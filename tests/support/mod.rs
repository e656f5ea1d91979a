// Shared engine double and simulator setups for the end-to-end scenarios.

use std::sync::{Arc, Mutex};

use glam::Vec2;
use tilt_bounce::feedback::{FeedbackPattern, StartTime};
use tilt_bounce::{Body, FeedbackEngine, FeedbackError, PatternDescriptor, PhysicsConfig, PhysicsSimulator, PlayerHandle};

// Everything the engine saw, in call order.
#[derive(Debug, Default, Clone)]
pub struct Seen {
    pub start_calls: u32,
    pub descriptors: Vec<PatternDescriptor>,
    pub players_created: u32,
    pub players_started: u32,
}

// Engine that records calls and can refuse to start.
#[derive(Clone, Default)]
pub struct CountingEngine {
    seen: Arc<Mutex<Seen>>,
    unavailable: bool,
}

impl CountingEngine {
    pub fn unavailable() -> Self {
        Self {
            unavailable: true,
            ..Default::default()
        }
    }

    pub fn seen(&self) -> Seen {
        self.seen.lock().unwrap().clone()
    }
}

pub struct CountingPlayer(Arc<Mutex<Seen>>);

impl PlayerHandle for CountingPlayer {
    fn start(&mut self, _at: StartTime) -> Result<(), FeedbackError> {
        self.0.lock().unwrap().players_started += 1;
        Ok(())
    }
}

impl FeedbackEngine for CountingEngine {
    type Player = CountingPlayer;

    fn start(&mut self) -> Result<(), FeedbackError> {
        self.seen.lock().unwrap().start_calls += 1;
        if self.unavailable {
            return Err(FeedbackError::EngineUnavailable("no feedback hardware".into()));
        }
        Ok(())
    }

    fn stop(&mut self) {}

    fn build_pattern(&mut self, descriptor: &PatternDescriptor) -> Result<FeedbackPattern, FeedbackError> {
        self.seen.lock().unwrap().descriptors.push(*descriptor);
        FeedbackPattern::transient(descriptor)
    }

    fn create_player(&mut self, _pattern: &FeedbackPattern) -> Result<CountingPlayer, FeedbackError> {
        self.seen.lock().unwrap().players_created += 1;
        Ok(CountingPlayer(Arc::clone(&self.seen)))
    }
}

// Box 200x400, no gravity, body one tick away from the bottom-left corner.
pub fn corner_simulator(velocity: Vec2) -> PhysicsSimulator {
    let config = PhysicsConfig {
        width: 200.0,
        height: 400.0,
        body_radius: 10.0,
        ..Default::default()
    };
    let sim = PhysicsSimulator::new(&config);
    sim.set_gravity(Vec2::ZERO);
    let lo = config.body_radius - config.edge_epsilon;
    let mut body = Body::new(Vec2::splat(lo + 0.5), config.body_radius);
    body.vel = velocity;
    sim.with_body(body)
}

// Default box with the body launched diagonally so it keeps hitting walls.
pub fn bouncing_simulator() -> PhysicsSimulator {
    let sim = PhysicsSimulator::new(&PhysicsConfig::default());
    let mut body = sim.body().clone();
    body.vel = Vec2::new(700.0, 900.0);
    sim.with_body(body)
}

---

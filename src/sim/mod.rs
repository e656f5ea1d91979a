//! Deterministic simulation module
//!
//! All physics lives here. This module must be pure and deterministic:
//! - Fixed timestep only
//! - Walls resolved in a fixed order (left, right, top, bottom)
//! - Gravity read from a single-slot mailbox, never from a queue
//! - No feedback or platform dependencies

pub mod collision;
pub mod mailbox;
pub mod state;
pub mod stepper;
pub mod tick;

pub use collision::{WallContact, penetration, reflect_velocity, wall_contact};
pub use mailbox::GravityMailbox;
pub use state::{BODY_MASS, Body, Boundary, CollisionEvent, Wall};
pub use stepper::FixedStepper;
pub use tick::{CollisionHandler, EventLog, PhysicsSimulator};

==

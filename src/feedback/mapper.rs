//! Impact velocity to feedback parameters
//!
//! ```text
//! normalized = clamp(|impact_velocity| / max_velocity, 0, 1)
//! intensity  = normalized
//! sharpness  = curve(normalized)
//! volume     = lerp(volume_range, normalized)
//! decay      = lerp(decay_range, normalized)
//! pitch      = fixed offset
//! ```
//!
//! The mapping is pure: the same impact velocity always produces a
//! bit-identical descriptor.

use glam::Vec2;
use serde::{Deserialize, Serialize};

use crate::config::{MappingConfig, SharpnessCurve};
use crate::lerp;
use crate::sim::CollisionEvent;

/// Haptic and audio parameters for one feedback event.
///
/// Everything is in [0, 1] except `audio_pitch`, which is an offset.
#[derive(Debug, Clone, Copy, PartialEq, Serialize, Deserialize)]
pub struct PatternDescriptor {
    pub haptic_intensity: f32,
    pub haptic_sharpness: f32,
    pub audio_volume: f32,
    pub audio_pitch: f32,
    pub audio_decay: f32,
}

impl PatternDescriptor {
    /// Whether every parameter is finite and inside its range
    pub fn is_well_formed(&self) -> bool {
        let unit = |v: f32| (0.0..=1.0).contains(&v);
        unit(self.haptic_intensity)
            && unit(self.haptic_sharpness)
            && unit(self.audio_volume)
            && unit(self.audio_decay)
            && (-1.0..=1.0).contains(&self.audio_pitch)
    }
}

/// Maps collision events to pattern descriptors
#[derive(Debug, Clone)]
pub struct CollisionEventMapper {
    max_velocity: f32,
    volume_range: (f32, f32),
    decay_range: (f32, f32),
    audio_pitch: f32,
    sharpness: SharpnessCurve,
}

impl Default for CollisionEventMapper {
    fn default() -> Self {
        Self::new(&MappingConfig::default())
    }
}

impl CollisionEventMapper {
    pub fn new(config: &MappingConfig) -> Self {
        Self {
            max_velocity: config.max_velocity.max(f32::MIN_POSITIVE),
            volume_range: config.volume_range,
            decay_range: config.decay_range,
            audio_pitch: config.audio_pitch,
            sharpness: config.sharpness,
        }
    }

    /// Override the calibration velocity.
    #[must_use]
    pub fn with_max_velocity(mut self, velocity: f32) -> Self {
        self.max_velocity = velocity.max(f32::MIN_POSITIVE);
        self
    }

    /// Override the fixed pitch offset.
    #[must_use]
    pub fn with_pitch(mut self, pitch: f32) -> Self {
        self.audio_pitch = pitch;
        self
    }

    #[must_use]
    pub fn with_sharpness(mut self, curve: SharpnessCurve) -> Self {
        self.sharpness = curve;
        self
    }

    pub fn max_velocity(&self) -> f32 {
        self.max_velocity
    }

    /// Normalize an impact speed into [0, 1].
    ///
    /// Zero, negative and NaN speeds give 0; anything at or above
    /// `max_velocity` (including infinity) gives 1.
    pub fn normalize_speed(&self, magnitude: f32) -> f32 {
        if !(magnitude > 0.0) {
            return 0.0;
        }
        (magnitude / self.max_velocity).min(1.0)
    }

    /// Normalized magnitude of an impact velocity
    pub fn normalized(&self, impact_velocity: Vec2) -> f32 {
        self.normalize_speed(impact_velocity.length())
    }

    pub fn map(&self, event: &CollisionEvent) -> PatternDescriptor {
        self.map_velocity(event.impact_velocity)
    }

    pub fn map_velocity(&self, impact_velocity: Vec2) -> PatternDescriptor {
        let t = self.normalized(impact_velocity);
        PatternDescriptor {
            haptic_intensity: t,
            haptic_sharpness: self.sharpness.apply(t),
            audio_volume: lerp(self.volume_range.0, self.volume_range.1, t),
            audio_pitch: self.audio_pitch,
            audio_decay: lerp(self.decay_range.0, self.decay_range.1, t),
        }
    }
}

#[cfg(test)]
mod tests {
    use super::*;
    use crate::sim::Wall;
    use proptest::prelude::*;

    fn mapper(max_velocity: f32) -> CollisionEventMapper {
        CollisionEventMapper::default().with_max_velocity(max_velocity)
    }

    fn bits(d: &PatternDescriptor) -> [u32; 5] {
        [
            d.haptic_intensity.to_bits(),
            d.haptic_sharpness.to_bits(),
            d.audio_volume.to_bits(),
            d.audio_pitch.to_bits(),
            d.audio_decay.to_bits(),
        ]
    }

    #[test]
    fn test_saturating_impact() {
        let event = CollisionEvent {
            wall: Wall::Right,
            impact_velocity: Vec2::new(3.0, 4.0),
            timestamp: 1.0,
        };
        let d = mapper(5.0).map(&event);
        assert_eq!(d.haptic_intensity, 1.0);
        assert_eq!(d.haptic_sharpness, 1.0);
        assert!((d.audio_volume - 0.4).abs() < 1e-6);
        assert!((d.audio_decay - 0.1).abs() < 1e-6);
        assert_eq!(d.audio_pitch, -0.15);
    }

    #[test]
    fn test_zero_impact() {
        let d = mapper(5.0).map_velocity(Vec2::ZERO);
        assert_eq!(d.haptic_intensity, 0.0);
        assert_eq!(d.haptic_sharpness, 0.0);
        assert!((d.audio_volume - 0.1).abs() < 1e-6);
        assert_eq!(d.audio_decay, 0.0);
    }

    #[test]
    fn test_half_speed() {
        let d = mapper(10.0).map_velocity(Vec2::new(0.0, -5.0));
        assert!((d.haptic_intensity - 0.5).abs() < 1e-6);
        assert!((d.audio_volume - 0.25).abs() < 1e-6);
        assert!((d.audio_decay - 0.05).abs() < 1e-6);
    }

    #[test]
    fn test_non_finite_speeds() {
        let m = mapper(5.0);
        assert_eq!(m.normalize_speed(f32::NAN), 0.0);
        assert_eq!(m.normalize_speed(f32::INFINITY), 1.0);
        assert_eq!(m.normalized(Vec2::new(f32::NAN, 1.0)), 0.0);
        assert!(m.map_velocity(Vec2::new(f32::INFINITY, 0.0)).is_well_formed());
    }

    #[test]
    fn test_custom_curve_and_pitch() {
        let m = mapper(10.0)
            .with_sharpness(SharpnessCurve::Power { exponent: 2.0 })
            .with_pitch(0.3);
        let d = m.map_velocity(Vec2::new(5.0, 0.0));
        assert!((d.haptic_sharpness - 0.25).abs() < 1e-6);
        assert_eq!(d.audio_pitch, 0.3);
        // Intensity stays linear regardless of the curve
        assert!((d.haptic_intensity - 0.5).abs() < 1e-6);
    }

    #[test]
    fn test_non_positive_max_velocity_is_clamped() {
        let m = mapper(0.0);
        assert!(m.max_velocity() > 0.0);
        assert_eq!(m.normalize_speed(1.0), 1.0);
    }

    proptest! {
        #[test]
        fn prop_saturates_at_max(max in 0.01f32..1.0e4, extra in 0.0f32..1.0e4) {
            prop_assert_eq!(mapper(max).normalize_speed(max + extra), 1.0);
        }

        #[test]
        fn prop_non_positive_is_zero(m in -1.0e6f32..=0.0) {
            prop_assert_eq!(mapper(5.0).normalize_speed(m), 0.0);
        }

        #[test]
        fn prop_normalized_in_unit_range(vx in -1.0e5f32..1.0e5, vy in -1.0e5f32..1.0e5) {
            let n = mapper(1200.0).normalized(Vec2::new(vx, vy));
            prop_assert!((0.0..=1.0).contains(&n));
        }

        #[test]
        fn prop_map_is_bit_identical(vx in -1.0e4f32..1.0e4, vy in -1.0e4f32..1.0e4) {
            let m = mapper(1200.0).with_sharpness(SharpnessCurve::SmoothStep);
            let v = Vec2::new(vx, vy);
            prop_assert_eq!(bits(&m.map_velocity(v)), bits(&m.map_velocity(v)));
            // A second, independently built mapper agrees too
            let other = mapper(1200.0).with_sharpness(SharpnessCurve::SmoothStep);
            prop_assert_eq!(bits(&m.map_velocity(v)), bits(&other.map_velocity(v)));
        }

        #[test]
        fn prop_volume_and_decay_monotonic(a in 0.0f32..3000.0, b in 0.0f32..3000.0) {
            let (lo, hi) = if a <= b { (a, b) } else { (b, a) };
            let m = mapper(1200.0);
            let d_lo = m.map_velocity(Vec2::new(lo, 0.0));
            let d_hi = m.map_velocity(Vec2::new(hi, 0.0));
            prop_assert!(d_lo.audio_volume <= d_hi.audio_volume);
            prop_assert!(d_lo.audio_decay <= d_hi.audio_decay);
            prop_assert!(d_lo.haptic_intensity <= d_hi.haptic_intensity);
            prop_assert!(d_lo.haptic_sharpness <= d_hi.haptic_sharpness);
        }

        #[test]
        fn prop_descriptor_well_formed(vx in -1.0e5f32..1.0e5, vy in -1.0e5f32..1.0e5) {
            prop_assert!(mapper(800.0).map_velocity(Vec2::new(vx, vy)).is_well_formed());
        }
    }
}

• [TASK DIRECTIONS]: In the entries above, locate every line with the word "return" and copy it.

• [RESPONSE TO THIS TASK]:
            return Err(FeedbackError::EngineUnavailable("no feedback hardware".into()));
            return 0.0;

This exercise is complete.